** Supplied material follows **
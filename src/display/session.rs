// src/display/session.rs

//! Wayland connection, globals and the toplevel window.

use crate::config::WindowConfig;
use crate::display::events::{ShellEvent, ShellReply, WindowState, WindowStates};
use crate::display::presenter::Damage;
use crate::display::shm::ShmBuffer;
use crate::surface::Extent;
use anyhow::{anyhow, Context, Result};
use log::{debug, error, info, trace};
use wayland_client::{
    protocol::{wl_buffer, wl_compositor, wl_registry, wl_shm, wl_shm_pool, wl_surface},
    Connection, Dispatch, EventQueue, QueueHandle,
};
use wayland_protocols::xdg::shell::client::{xdg_surface, xdg_toplevel, xdg_wm_base};

/// State the event queue dispatches into.
pub struct SessionState {
    pub compositor: Option<wl_compositor::WlCompositor>,
    pub shm: Option<wl_shm::WlShm>,
    pub wm_base: Option<xdg_wm_base::XdgWmBase>,
    pub window: WindowState,
}

impl SessionState {
    fn new(initial: Extent) -> Self {
        Self {
            compositor: None,
            shm: None,
            wm_base: None,
            window: WindowState::new(initial),
        }
    }
}

/// Everything needed to talk to the compositor for one window.
///
/// Owned by `main` for the lifetime of the process; there are no global
/// protocol handles.
pub struct DisplaySession {
    conn: Connection,
    queue: EventQueue<SessionState>,
    qh: QueueHandle<SessionState>,
    state: SessionState,
    shm: wl_shm::WlShm,
    surface: wl_surface::WlSurface,
    xdg_surface: xdg_surface::XdgSurface,
    toplevel: xdg_toplevel::XdgToplevel,
}

impl DisplaySession {
    /// Connects to `$WAYLAND_DISPLAY`, binds the required globals and maps
    /// a toplevel window. Returns once the first configure is acknowledged.
    pub fn connect(window: &WindowConfig) -> Result<Self> {
        let conn = Connection::connect_to_env().context("Can't connect to Wayland display")?;
        info!("Connected to display");

        let mut queue = conn.new_event_queue::<SessionState>();
        let qh = queue.handle();
        let mut state = SessionState::new(window.extent());

        let _registry = conn.display().get_registry(&qh, ());
        queue
            .roundtrip(&mut state)
            .context("Failed initial Wayland roundtrip")?;

        let compositor = state
            .compositor
            .clone()
            .ok_or_else(|| anyhow!("Can't find wl_compositor"))?;
        let wm_base = state
            .wm_base
            .clone()
            .ok_or_else(|| anyhow!("Can't find xdg_wm_base"))?;
        let shm = state
            .shm
            .clone()
            .ok_or_else(|| anyhow!("Can't find wl_shm"))?;
        info!("Found compositor, wm base and shm");

        let surface = compositor.create_surface(&qh, ());
        let xdg_surface = wm_base.get_xdg_surface(&surface, &qh, ());
        let toplevel = xdg_surface.get_toplevel(&qh, ());
        toplevel.set_title(window.title.clone());
        toplevel.set_app_id(window.app_id.clone());
        surface.commit();

        while !state.window.configured {
            queue
                .blocking_dispatch(&mut state)
                .context("Failed waiting for the initial configure")?;
        }
        info!("Toplevel window mapped at {}", state.window.extent);

        Ok(Self {
            conn,
            queue,
            qh,
            state,
            shm,
            surface,
            xdg_surface,
            toplevel,
        })
    }

    pub fn window(&self) -> &WindowState {
        &self.state.window
    }

    /// Allocates a shared-memory buffer for `extent`.
    pub fn allocate_buffer(&self, extent: Extent) -> Result<ShmBuffer> {
        ShmBuffer::allocate(&self.shm, &self.qh, extent)
    }

    /// Attaches `buffer`, damages, commits, then roundtrips so pending shell
    /// events are handled before the next frame.
    pub fn present(&mut self, buffer: &ShmBuffer, damage: Damage) -> Result<()> {
        trace!("attach + damage {:?} + commit", damage);
        self.surface.attach(Some(buffer.wl_buffer()), 0, 0);
        self.surface.damage(damage.x, damage.y, damage.width, damage.height);
        self.surface.commit();
        self.queue
            .roundtrip(&mut self.state)
            .context("Wayland roundtrip failed")?;
        Ok(())
    }
}

impl Drop for DisplaySession {
    fn drop(&mut self) {
        debug!("DisplaySession: destroying window");
        self.toplevel.destroy();
        self.xdg_surface.destroy();
        self.surface.destroy();
        if let Err(e) = self.conn.flush() {
            error!("DisplaySession: flush on drop failed: {}", e);
        }
    }
}

// --- Dispatch Implementations ---

impl Dispatch<wl_registry::WlRegistry, ()> for SessionState {
    fn event(
        state: &mut Self,
        registry: &wl_registry::WlRegistry,
        event: wl_registry::Event,
        _: &(),
        _: &Connection,
        qh: &QueueHandle<Self>,
    ) {
        match event {
            wl_registry::Event::Global {
                name,
                interface,
                version,
            } => {
                trace!(
                    "Wayland global: name={}, interface={}, version={}",
                    name,
                    interface,
                    version
                );
                let version = 1.min(version);
                match interface.as_str() {
                    "wl_compositor" => {
                        let compositor = registry
                            .bind::<wl_compositor::WlCompositor, _, _>(name, version, qh, ());
                        state.compositor = Some(compositor);
                    }
                    "wl_shm" => {
                        let shm = registry.bind::<wl_shm::WlShm, _, _>(name, version, qh, ());
                        state.shm = Some(shm);
                    }
                    "xdg_wm_base" => {
                        let wm_base =
                            registry.bind::<xdg_wm_base::XdgWmBase, _, _>(name, version, qh, ());
                        state.wm_base = Some(wm_base);
                    }
                    _ => {}
                }
            }
            wl_registry::Event::GlobalRemove { name } => {
                debug!("Wayland global removed: name={}", name);
            }
            _ => {}
        }
    }
}

impl Dispatch<xdg_wm_base::XdgWmBase, ()> for SessionState {
    fn event(
        state: &mut Self,
        wm_base: &xdg_wm_base::XdgWmBase,
        event: xdg_wm_base::Event,
        _: &(),
        _: &Connection,
        _: &QueueHandle<Self>,
    ) {
        if let xdg_wm_base::Event::Ping { serial } = event {
            if let ShellReply::Pong(serial) = state.window.handle(ShellEvent::Ping { serial }) {
                wm_base.pong(serial);
            }
        }
    }
}

impl Dispatch<xdg_surface::XdgSurface, ()> for SessionState {
    fn event(
        state: &mut Self,
        xdg_surface: &xdg_surface::XdgSurface,
        event: xdg_surface::Event,
        _: &(),
        _: &Connection,
        _: &QueueHandle<Self>,
    ) {
        if let xdg_surface::Event::Configure { serial } = event {
            if let ShellReply::AckConfigure(serial) =
                state.window.handle(ShellEvent::SurfaceConfigure { serial })
            {
                xdg_surface.ack_configure(serial);
            }
        }
    }
}

impl Dispatch<xdg_toplevel::XdgToplevel, ()> for SessionState {
    fn event(
        state: &mut Self,
        _: &xdg_toplevel::XdgToplevel,
        event: xdg_toplevel::Event,
        _: &(),
        _: &Connection,
        _: &QueueHandle<Self>,
    ) {
        let shell_event = match event {
            xdg_toplevel::Event::Configure {
                width,
                height,
                states,
            } => ShellEvent::Configure {
                width: u32::try_from(width).unwrap_or(0),
                height: u32::try_from(height).unwrap_or(0),
                states: WindowStates::from_wire(&states),
            },
            xdg_toplevel::Event::Close => ShellEvent::Close,
            _ => return,
        };
        state.window.handle(shell_event);
    }
}

impl Dispatch<wl_compositor::WlCompositor, ()> for SessionState {
    fn event(
        _: &mut Self,
        _: &wl_compositor::WlCompositor,
        _: wl_compositor::Event,
        _: &(),
        _: &Connection,
        _: &QueueHandle<Self>,
    ) {
    }
}

impl Dispatch<wl_surface::WlSurface, ()> for SessionState {
    fn event(
        _: &mut Self,
        _: &wl_surface::WlSurface,
        _: wl_surface::Event,
        _: &(),
        _: &Connection,
        _: &QueueHandle<Self>,
    ) {
    }
}

impl Dispatch<wl_shm::WlShm, ()> for SessionState {
    fn event(
        _: &mut Self,
        _: &wl_shm::WlShm,
        event: wl_shm::Event,
        _: &(),
        _: &Connection,
        _: &QueueHandle<Self>,
    ) {
        if let wl_shm::Event::Format { format } = event {
            trace!("wl_shm format: {:?}", format);
        }
    }
}

impl Dispatch<wl_shm_pool::WlShmPool, ()> for SessionState {
    fn event(
        _: &mut Self,
        _: &wl_shm_pool::WlShmPool,
        _: wl_shm_pool::Event,
        _: &(),
        _: &Connection,
        _: &QueueHandle<Self>,
    ) {
    }
}

impl Dispatch<wl_buffer::WlBuffer, ()> for SessionState {
    fn event(
        _: &mut Self,
        _: &wl_buffer::WlBuffer,
        event: wl_buffer::Event,
        _: &(),
        _: &Connection,
        _: &QueueHandle<Self>,
    ) {
        if let wl_buffer::Event::Release = event {
            trace!("wl_buffer released");
        }
    }
}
** End of Supplied material **
What you need to do: Look for the word "XdgSurface". Copy out every line of the data that has it.

Solved problem:
    xdg_surface: xdg_surface::XdgSurface,
impl Dispatch<xdg_surface::XdgSurface, ()> for SessionState {
        xdg_surface: &xdg_surface::XdgSurface,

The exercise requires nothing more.